Stored data entries
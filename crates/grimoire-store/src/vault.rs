//! Content-addressable vault.
//!
//! Canonical bytes are stored at `{root}/objects/{prefix}/{hash}.json`,
//! where `prefix` is the first two hex characters of the hash. Puts are
//! idempotent: identical hash means identical content.
//!
//! Deletion is deferred to [`Vault::collect_garbage`], a mark-and-sweep
//! pass. Writers hold a [`VaultPin`] from the vault put until the store
//! commit that references the hash; the sweep takes the gate exclusively,
//! so it never observes a blob whose reference is still being written.

use grimoire_canonical::ContentHash;
use parking_lot::{RwLock, RwLockReadGuard};
use serde::Serialize;
use std::collections::BTreeSet;
use std::fs;
use std::io::{self, Write};
use std::path::{Path, PathBuf};
use tracing::{debug, info, warn};

use crate::error::VaultError;
use crate::locks::{KeyedLocks, LockKey};

/// Default path-length limit: the most restrictive common target.
pub const DEFAULT_MAX_PATH_LEN: usize = 260;

/// Vault configuration.
#[derive(Debug, Clone)]
pub struct VaultConfig {
    /// Root directory.
    pub root: PathBuf,
    /// Longest entry path the target filesystems accept.
    pub max_path_len: usize,
}

impl VaultConfig {
    /// Configuration rooted at `root` with the default path limit.
    pub fn new(root: impl Into<PathBuf>) -> Self {
        Self {
            root: root.into(),
            max_path_len: DEFAULT_MAX_PATH_LEN,
        }
    }
}

/// Source of the hashes that still have a live reference.
pub trait ReferenceSource {
    /// Every hash some record refers to.
    fn live_hashes(&self) -> BTreeSet<ContentHash>;
}

/// Rebuilds canonical bytes for a hash from the authoritative record.
pub trait Regenerator {
    /// Canonical bytes hashing to `hash`, if they can be rebuilt.
    fn regenerate(&self, hash: &ContentHash) -> Option<Vec<u8>>;
}

/// Shared hold on the vault gate. While any pin is held, garbage
/// collection waits.
pub struct VaultPin<'a> {
    _gate: RwLockReadGuard<'a, ()>,
}

/// What a mark-and-sweep pass did.
#[derive(Debug, Clone, Default, PartialEq, Eq, Serialize)]
pub struct GcReport {
    /// Entries examined.
    pub scanned: usize,
    /// Entries still referenced.
    pub kept: usize,
    /// Entries deleted.
    pub removed: Vec<ContentHash>,
}

/// Kind of integrity problem.
#[derive(Debug, Clone, Copy, PartialEq, Eq, Serialize)]
#[serde(rename_all = "snake_case")]
pub enum IssueKind {
    /// Stored bytes hash to something other than their key.
    Mismatch,
    /// A referenced hash has no stored entry.
    Missing,
    /// The entry could not be read.
    Unreadable,
}

/// One integrity problem and whether it was repaired.
#[derive(Debug, Clone, PartialEq, Eq, Serialize)]
pub struct IntegrityIssue {
    /// Entry key.
    pub hash: ContentHash,
    /// Problem found.
    pub kind: IssueKind,
    /// Whether regeneration fixed it.
    pub repaired: bool,
    /// Detail for operators.
    pub detail: String,
}

/// Result of [`Vault::check_integrity`].
#[derive(Debug, Clone, Default, PartialEq, Eq, Serialize)]
pub struct VaultReport {
    /// Stored entries checked.
    pub checked: usize,
    /// Entries whose bytes match their key.
    pub healthy: usize,
    /// Problems found.
    pub issues: Vec<IntegrityIssue>,
}

impl VaultReport {
    /// Problems fixed by regeneration.
    pub fn repaired(&self) -> usize {
        self.issues.iter().filter(|i| i.repaired).count()
    }

    /// Problems left in place.
    pub fn unrecoverable(&self) -> usize {
        self.issues.len() - self.repaired()
    }
}

/// Filesystem content-addressable store.
pub struct Vault {
    config: VaultConfig,
    objects: PathBuf,
    gate: RwLock<()>,
    locks: KeyedLocks,
}

fn write_atomic(path: &Path, bytes: &[u8]) -> io::Result<()> {
    let tmp = path.with_extension("json.tmp");
    {
        let mut file = fs::File::create(&tmp)?;
        file.write_all(bytes)?;
        file.sync_all()?;
    }
    fs::rename(&tmp, path)
}

impl Vault {
    /// Opens the vault, creating its directories.
    ///
    /// Logs a warning when the longest entry path would exceed
    /// `max_path_len`.
    pub fn open(config: VaultConfig) -> Result<Self, VaultError> {
        let objects = config.root.join("objects");
        fs::create_dir_all(&objects)?;
        let vault = Self {
            config,
            objects,
            gate: RwLock::new(()),
            locks: KeyedLocks::new(),
        };
        let longest = vault.longest_path_len();
        if vault.path_too_long() {
            warn!(
                root = %vault.config.root.display(),
                longest,
                limit = vault.config.max_path_len,
                "vault entry paths exceed the path-length limit; move the vault root closer to the filesystem root"
            );
        }
        Ok(vault)
    }

    /// Vault configuration.
    pub fn config(&self) -> &VaultConfig {
        &self.config
    }

    /// Length of the longest possible entry path.
    pub fn longest_path_len(&self) -> usize {
        let sample = ContentHash::of(b"");
        self.path_for(&sample).as_os_str().len()
    }

    /// Whether entry paths exceed the configured limit.
    pub fn path_too_long(&self) -> bool {
        self.longest_path_len() > self.config.max_path_len
    }

    /// Path of the entry for `hash`.
    pub fn path_for(&self, hash: &ContentHash) -> PathBuf {
        self.objects
            .join(hash.prefix())
            .join(format!("{}.json", hash.as_str()))
    }

    /// Holds off garbage collection until the pin is dropped.
    pub fn pin(&self) -> VaultPin<'_> {
        VaultPin {
            _gate: self.gate.read_recursive(),
        }
    }

    /// Stores `bytes` under `hash`. Returns whether a new entry was written.
    pub fn put(&self, hash: &ContentHash, bytes: &[u8]) -> Result<bool, VaultError> {
        let actual = ContentHash::of(bytes);
        if &actual != hash {
            return Err(VaultError::HashMismatch {
                expected: hash.clone(),
                actual,
            });
        }
        let _pin = self.pin();
        let _key = self.locks.lock(LockKey::Hash(hash.clone()));

        let path = self.path_for(hash);
        if path.exists() {
            return Ok(false);
        }
        if let Some(dir) = path.parent() {
            fs::create_dir_all(dir)?;
        }
        write_atomic(&path, bytes)?;
        debug!(hash = %hash, bytes = bytes.len(), "stored vault entry");
        Ok(true)
    }

    /// Bytes stored under `hash`.
    pub fn get(&self, hash: &ContentHash) -> Result<Option<Vec<u8>>, VaultError> {
        match fs::read(self.path_for(hash)) {
            Ok(bytes) => Ok(Some(bytes)),
            Err(e) if e.kind() == io::ErrorKind::NotFound => Ok(None),
            Err(e) => Err(e.into()),
        }
    }

    /// Whether an entry exists for `hash`.
    pub fn contains(&self, hash: &ContentHash) -> bool {
        self.path_for(hash).is_file()
    }

    /// Every stored hash, sorted.
    pub fn list(&self) -> Result<Vec<ContentHash>, VaultError> {
        let mut hashes = Vec::new();
        for prefix in fs::read_dir(&self.objects)? {
            let prefix = prefix?.path();
            if !prefix.is_dir() {
                continue;
            }
            for entry in fs::read_dir(&prefix)? {
                let path = entry?.path();
                if path.extension().and_then(|e| e.to_str()) != Some("json") {
                    continue;
                }
                if let Some(hash) = path
                    .file_stem()
                    .and_then(|s| s.to_str())
                    .and_then(|s| ContentHash::new(s).ok())
                {
                    hashes.push(hash);
                }
            }
        }
        hashes.sort();
        Ok(hashes)
    }

    /// Deletes every entry `refs` no longer refers to.
    ///
    /// Runs with the gate held exclusively: no put or pinned store write
    /// can create a reference between reading the live set and deleting.
    pub fn collect_garbage(&self, refs: &dyn ReferenceSource) -> Result<GcReport, VaultError> {
        let _exclusive = self.gate.write();
        let live = refs.live_hashes();
        let mut report = GcReport::default();
        for hash in self.list()? {
            report.scanned += 1;
            if live.contains(&hash) {
                report.kept += 1;
                continue;
            }
            match fs::remove_file(self.path_for(&hash)) {
                Ok(()) => report.removed.push(hash),
                Err(e) if e.kind() == io::ErrorKind::NotFound => {}
                Err(e) => return Err(e.into()),
            }
        }
        info!(scanned = report.scanned, kept = report.kept, removed = report.removed.len(), "vault garbage collected");
        Ok(report)
    }

    fn repair(&self, hash: &ContentHash, regen: &dyn Regenerator) -> Result<(), String> {
        let bytes = regen
            .regenerate(hash)
            .ok_or_else(|| "no record can regenerate this entry".to_string())?;
        if &ContentHash::of(&bytes) != hash {
            return Err("regenerated bytes hash differently".into());
        }
        let path = self.path_for(hash);
        if let Some(dir) = path.parent() {
            fs::create_dir_all(dir).map_err(|e| e.to_string())?;
        }
        write_atomic(&path, &bytes).map_err(|e| e.to_string())
    }

    fn record_issue(
        &self,
        report: &mut VaultReport,
        hash: ContentHash,
        kind: IssueKind,
        detail: String,
        regen: &dyn Regenerator,
    ) {
        let (repaired, detail) = match self.repair(&hash, regen) {
            Ok(()) => (true, detail),
            Err(why) => (false, format!("{}; {}", detail, why)),
        };
        if repaired {
            info!(hash = %hash, ?kind, "vault entry regenerated");
        } else {
            warn!(hash = %hash, ?kind, detail = %detail, "vault entry unrecoverable");
        }
        report.issues.push(IntegrityIssue {
            hash,
            kind,
            repaired,
            detail,
        });
    }

    /// Recomputes every entry's hash and checks every referenced hash has
    /// an entry. Damaged or missing entries are regenerated where `regen`
    /// can rebuild them; the rest are reported. Per-entry failures never
    /// abort the pass.
    pub fn check_integrity(
        &self,
        refs: &dyn ReferenceSource,
        regen: &dyn Regenerator,
    ) -> Result<VaultReport, VaultError> {
        let _exclusive = self.gate.write();
        let mut report = VaultReport::default();
        let stored = self.list()?;

        for hash in &stored {
            report.checked += 1;
            match fs::read(self.path_for(hash)) {
                Ok(bytes) => {
                    let actual = ContentHash::of(&bytes);
                    if &actual == hash {
                        report.healthy += 1;
                    } else {
                        let detail = format!("stored bytes hash to {}", actual);
                        self.record_issue(&mut report, hash.clone(), IssueKind::Mismatch, detail, regen);
                    }
                }
                Err(e) => {
                    let detail = format!("read failed: {}", e);
                    self.record_issue(&mut report, hash.clone(), IssueKind::Unreadable, detail, regen);
                }
            }
        }

        let stored: BTreeSet<ContentHash> = stored.into_iter().collect();
        for hash in refs.live_hashes() {
            if !stored.contains(&hash) {
                self.record_issue(&mut report, hash, IssueKind::Missing, "no stored entry".into(), regen);
            }
        }

        info!(
            checked = report.checked,
            healthy = report.healthy,
            repaired = report.repaired(),
            unrecoverable = report.unrecoverable(),
            "vault integrity checked"
        );
        Ok(report)
    }
}

#[cfg(test)]
mod tests {
    use super::*;
    use tempfile::TempDir;

    struct Refs(BTreeSet<ContentHash>);

    impl ReferenceSource for Refs {
        fn live_hashes(&self) -> BTreeSet<ContentHash> {
            self.0.clone()
        }
    }

    #[test]
    fn put_is_idempotent() {
        let dir = TempDir::new().unwrap();
        let vault = Vault::open(VaultConfig::new(dir.path())).unwrap();
        let bytes = br#"{"name":"Sleep"}"#;
        let hash = ContentHash::of(bytes);
        assert!(vault.put(&hash, bytes).unwrap());
        assert!(!vault.put(&hash, bytes).unwrap());
        assert_eq!(vault.get(&hash).unwrap().unwrap(), bytes.to_vec());
        assert_eq!(vault.list().unwrap(), vec![hash.clone()]);
        assert!(vault.path_for(&hash).ends_with(format!("{}/{}.json", hash.prefix(), hash)));
    }

    #[test]
    fn put_rejects_wrong_key() {
        let dir = TempDir::new().unwrap();
        let vault = Vault::open(VaultConfig::new(dir.path())).unwrap();
        let hash = ContentHash::of(b"one");
        assert!(matches!(
            vault.put(&hash, b"two"),
            Err(VaultError::HashMismatch { .. })
        ));
        assert!(vault.get(&hash).unwrap().is_none());
    }

    #[test]
    fn long_root_is_flagged() {
        let dir = TempDir::new().unwrap();
        let config = VaultConfig {
            root: dir.path().to_path_buf(),
            max_path_len: 40,
        };
        let vault = Vault::open(config).unwrap();
        assert!(vault.path_too_long());

        let roomy = Vault::open(VaultConfig::new(dir.path())).unwrap();
        assert!(!roomy.path_too_long());
    }

    #[test]
    fn gc_keeps_live_entries() {
        let dir = TempDir::new().unwrap();
        let vault = Vault::open(VaultConfig::new(dir.path())).unwrap();
        let live = ContentHash::of(b"live");
        let dead = ContentHash::of(b"dead");
        vault.put(&live, b"live").unwrap();
        vault.put(&dead, b"dead").unwrap();

        let report = vault
            .collect_garbage(&Refs([live.clone()].into_iter().collect()))
            .unwrap();
        assert_eq!(report.scanned, 2);
        assert_eq!(report.removed, vec![dead.clone()]);
        assert!(vault.contains(&live));
        assert!(!vault.contains(&dead));
    }
}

# YOUR INSTRUCTIONS:
Retype exactly the lines from the start of the entries through the one with "record refers to."; include both ends.

# RESULT FOR THIS TASK:
filename crates/grimoire-store/src/vault.rs
//! Content-addressable vault.
//!
//! Canonical bytes are stored at `{root}/objects/{prefix}/{hash}.json`,
//! where `prefix` is the first two hex characters of the hash. Puts are
//! idempotent: identical hash means identical content.
//!
//! Deletion is deferred to [`Vault::collect_garbage`], a mark-and-sweep
//! pass. Writers hold a [`VaultPin`] from the vault put until the store
//! commit that references the hash; the sweep takes the gate exclusively,
//! so it never observes a blob whose reference is still being written.

use grimoire_canonical::ContentHash;
use parking_lot::{RwLock, RwLockReadGuard};
use serde::Serialize;
use std::collections::BTreeSet;
use std::fs;
use std::io::{self, Write};
use std::path::{Path, PathBuf};
use tracing::{debug, info, warn};

use crate::error::VaultError;
use crate::locks::{KeyedLocks, LockKey};

/// Default path-length limit: the most restrictive common target.
pub const DEFAULT_MAX_PATH_LEN: usize = 260;

/// Vault configuration.
#[derive(Debug, Clone)]
pub struct VaultConfig {
    /// Root directory.
    pub root: PathBuf,
    /// Longest entry path the target filesystems accept.
    pub max_path_len: usize,
}

impl VaultConfig {
    /// Configuration rooted at `root` with the default path limit.
    pub fn new(root: impl Into<PathBuf>) -> Self {
        Self {
            root: root.into(),
            max_path_len: DEFAULT_MAX_PATH_LEN,
        }
    }
}

/// Source of the hashes that still have a live reference.
pub trait ReferenceSource {
    /// Every hash some record refers to.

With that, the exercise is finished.